L’elezione del quarantacinquesimo presidente degli Stati Uniti ha lasciato diversi strascichi polemici, gli avversari, sicuri della vittoria, si sono riversati in piazza per esprimere il proprio dissenso per una presidenza che non li rappresenta, ma la vittoria di Trump non è stata una questione di pochi voti, bensì una vittoria schiacciante.
Ci piace pensare che l’elettorato americano abbia espresso un voto pro vita (d’altronde i voti maggior sono stati dati dai bianchi di fede cristiana) e tralasciando altri aspetti (i più controversi del programma elettorale sciorinato da Trump in questo anno) ci vogliamo concentrare su un articolo che il costruttore ha pubblicato sul ‘Washington Examiner’ lo scorso 23 gennaio, intitolato “My vision for a culture of life” che è stato lungamente ignorato.
La premessa del neo presidente è semplice, lui è sempre stato pro vita e di conseguenza contro l’aborto se non in casi eccezionali (stupro, incesto o rischio di salute per la madre). In seguito, Trump inizia la sua disamina sugli Stati Uniti partendo da una considerazione semplice, un parallelismo tra le costruzioni e l’insieme di regole che permettono ad uno stato di funzionare: “Le regole hanno superato la prova del tempo e sono diventate il modo per assembleare le strutture che perdura e che produce bellezza. Gli Stati Uniti, quando sono al loro meglio, seguono un insieme di regole che funzionano sin dall’epoca della fondazione”.
Tra queste regole fondamentali tramandate dai padri fondatori c’è il diritto inalienabile alla vita, un diritto che con il passare del tempo si è perso. Trump identifica anche la data di questo processo di decadimento dell’importanza della vita, ovvero la sentenza del caso Wade vs Roe del 1973, in cui la corte di fatto cancellò i precedenti diritti in materia di diritto alla vita nascente, comprese le regolamentazioni di ogni singolo stato. Quella sentenza è l’inizio di una cultura della morte, che, ci dice Trump, ha spezzato un numero terrificante di vite: “più di 50 milioni di statunitensi non hanno avuto la possibilità di godere delle opportunità che il nostro Paese offre. Non hanno avuto la possibilità di diventare dottori, musicisti, agricoltori, insegnanti, mariti, padri, figli e figlie”.

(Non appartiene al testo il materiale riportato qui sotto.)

//! Kafka Connect 상태 수집 모듈
//!
//! One scrape cycle: list connectors, fetch every connector's status, map the
//! states onto the metric schema and decide whether the cycle was "up".
//!
//! # Example
//!
//! ```ignore
//! use kafka_connect_exporter::collector::{Collector, ConnectClient, FailurePolicy};
//! use kafka_connect_exporter::metrics::Descriptors;
//!
//! let client = ConnectClient::new(&url, DEFAULT_TIMEOUT)?;
//! let collector = Collector::new(client, Descriptors::default(), FailurePolicy::Skip);
//! let outcome = collector.collect().await;
//! ```

mod client;
mod parser;

pub use client::{ConnectClient, DEFAULT_TIMEOUT};
pub use parser::{
    parse_connectors, parse_status, task_id_from_f64, ConnectorState, ConnectorStatus,
    TaskStatus,
};

use serde::{Deserialize, Serialize};
use std::time::Duration;
use tracing::{debug, error, info, warn};

use crate::metrics::{Descriptors, Sample};

/// What to do when a single connector's status cannot be fetched
#[derive(Debug, Clone, Copy, PartialEq, Eq, Default, Serialize, Deserialize)]
#[serde(rename_all = "lowercase")]
pub enum FailurePolicy {
    /// Log, skip the connector and keep going; the cycle stays up
    #[default]
    Skip,
    /// Drop everything collected so far and report the cycle as down
    Abort,
}

impl std::fmt::Display for FailurePolicy {
    fn fmt(&self, f: &mut std::fmt::Formatter<'_>) -> std::fmt::Result {
        match self {
            FailurePolicy::Skip => write!(f, "skip"),
            FailurePolicy::Abort => write!(f, "abort"),
        }
    }
}

/// Result of one scrape cycle
#[derive(Debug, Clone, PartialEq)]
pub struct ScrapeOutcome {
    /// Whether the cycle completed
    pub up: bool,
    /// Connector and task samples, followed by the up sample
    pub samples: Vec<Sample>,
    /// Connectors left out under [`FailurePolicy::Skip`]
    pub skipped: Vec<String>,
}

/// Collector 구조체 - 한 번의 scrape 사이클을 수행
pub struct Collector {
    client: ConnectClient,
    descriptors: Descriptors,
    policy: FailurePolicy,
}

impl Collector {
    /// 새 Collector 생성
    pub fn new(client: ConnectClient, descriptors: Descriptors, policy: FailurePolicy) -> Self {
        info!(
            base_url = %client.base_url(),
            policy = %policy,
            "Collecting data from Kafka Connect"
        );
        Self {
            client,
            descriptors,
            policy,
        }
    }

    /// Run one scrape cycle
    pub async fn collect(&self) -> ScrapeOutcome {
        let names = match self.client.fetch_connectors().await {
            Ok(names) => names,
            Err(e) => {
                error!(error = %e, kind = ?e.kind(), "Failed to fetch connector list, aborting");
                return self.failed();
            }
        };

        debug!(connectors = names.len(), "Fetched connector list");

        let mut samples = Vec::new();
        let mut skipped = Vec::new();

        for name in names {
            let status = match self.client.fetch_connector_status(&name).await {
                Ok(status) => status,
                Err(e) => match self.policy {
                    FailurePolicy::Skip => {
                        warn!(connector = %name, error = %e, "Failed to fetch connector status, skipping");
                        skipped.push(name);
                        continue;
                    }
                    FailurePolicy::Abort => {
                        error!(connector = %name, error = %e, "Failed to fetch connector status, aborting");
                        return self.failed();
                    }
                },
            };

            self.push_status(&mut samples, &status);
        }

        samples.push(self.up_sample(true));

        ScrapeOutcome {
            up: true,
            samples,
            skipped,
        }
    }

    /// Run one scrape cycle, giving up once `deadline` has passed.
    ///
    /// On expiry the in-flight requests are dropped and nothing collected so
    /// far is reported.
    pub async fn collect_within(&self, deadline: Option<Duration>) -> ScrapeOutcome {
        let Some(deadline) = deadline else {
            return self.collect().await;
        };

        match tokio::time::timeout(deadline, self.collect()).await {
            Ok(outcome) => outcome,
            Err(_) => {
                error!(
                    deadline_ms = deadline.as_millis() as u64,
                    "Scrape deadline exceeded, aborting"
                );
                self.failed()
            }
        }
    }

    /// Map one connector status onto samples
    fn push_status(&self, samples: &mut Vec<Sample>, status: &ConnectorStatus) {
        samples.push(Sample::new(
            &self.descriptors.connector_state,
            1.0,
            vec![
                status.name.clone(),
                status.connector.state_label(),
                status.connector.worker_id.clone(),
            ],
        ));

        for task in &status.tasks {
            samples.push(Sample::new(
                &self.descriptors.task_state,
                1.0,
                vec![
                    status.name.clone(),
                    task.state_label(),
                    task.worker_id.clone(),
                    task.id_label(),
                ],
            ));
        }
    }

    fn up_sample(&self, up: bool) -> Sample {
        Sample::new(&self.descriptors.up, if up { 1.0 } else { 0.0 }, vec![])
    }

    fn failed(&self) -> ScrapeOutcome {
        ScrapeOutcome {
            up: false,
            samples: vec![self.up_sample(false)],
            skipped: vec![],
        }
    }

    /// 클라이언트 참조 반환
    pub fn client(&self) -> &ConnectClient {
        &self.client
    }
}

#[cfg(test)]
mod tests {
    use super::*;
    use url::Url;

    fn collector(policy: FailurePolicy) -> Collector {
        let url = Url::parse("http://localhost:8083").unwrap();
        let client = ConnectClient::new(&url, DEFAULT_TIMEOUT).unwrap();
        Collector::new(client, Descriptors::default(), policy)
    }

    #[test]
    fn test_push_status_maps_connector_and_tasks() {
        let collector = collector(FailurePolicy::Skip);
        let status = parse_status(
            br#"{
                "name": "c1",
                "connector": {"state": "RUNNING", "worker_id": "w1"},
                "tasks": [
                    {"id": 0, "state": "RUNNING", "worker_id": "w1"},
                    {"id": 1, "state": "FAILED", "worker_id": "w2"}
                ]
            }"#,
        )
        .unwrap();

        let mut samples = Vec::new();
        collector.push_status(&mut samples, &status);

        assert_eq!(samples.len(), 3);
        assert_eq!(samples[0].name(), "kafka_connect_connector_state");
        assert_eq!(samples[0].label_values, vec!["c1", "running", "w1"]);
        assert_eq!(samples[0].value, 1.0);
        assert_eq!(samples[2].name(), "kafka_connect_connector_task_state");
        assert_eq!(samples[2].label_values, vec!["c1", "failed", "w2", "1"]);
        assert_eq!(samples[2].value, 1.0);
    }

    #[test]
    fn test_failed_outcome_only_has_up() {
        let outcome = collector(FailurePolicy::Abort).failed();
        assert!(!outcome.up);
        assert_eq!(outcome.samples.len(), 1);
        assert_eq!(outcome.samples[0].name(), "kafka_connect_up");
        assert_eq!(outcome.samples[0].value, 0.0);
    }

    #[test]
    fn test_failure_policy_serde() {
        let policy: FailurePolicy = serde_yaml::from_str("abort").unwrap();
        assert_eq!(policy, FailurePolicy::Abort);
        assert_eq!(FailurePolicy::default(), FailurePolicy::Skip);
        assert_eq!(FailurePolicy::Skip.to_string(), "skip");
    }
}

In quel processo venne anche stabilito che l’aborto è un diritto che va protetto con la privacy, Trump parte da questo concetto e si domanda: se si tratta di una pratica privata, perché lo stato deve fornire dei sostanziosi finanziamenti ogni anno? Questa domanda serve a far pensare l’elettorato su come parte dei loro contributi vengono versati per una scelta che non rappresenta il loro modo di intendere la vita: “Se prendessimo per vera la parola di quel tribunale, ovvero che l’aborto sia una questione di privacy, dovremmo logicamente concludere che è il denaro privato quello che deve finanziare questa scelta e non il mezzo miliardo di dollari erogato ogni anno dal Congresso federale ai procuratori di aborti”.
Adesso che Trump è stato eletto non solo questa cultura verrà abolita, nessun finanziamento statale per i legali dell’aborto, ma sopratutto verranno eletti giudici della corte suprema pro life, una decisione che invertirà del tutto la tendenza che negli ultimi 43, dopo la sentenza Wade vs Roe, ha dominato negli States.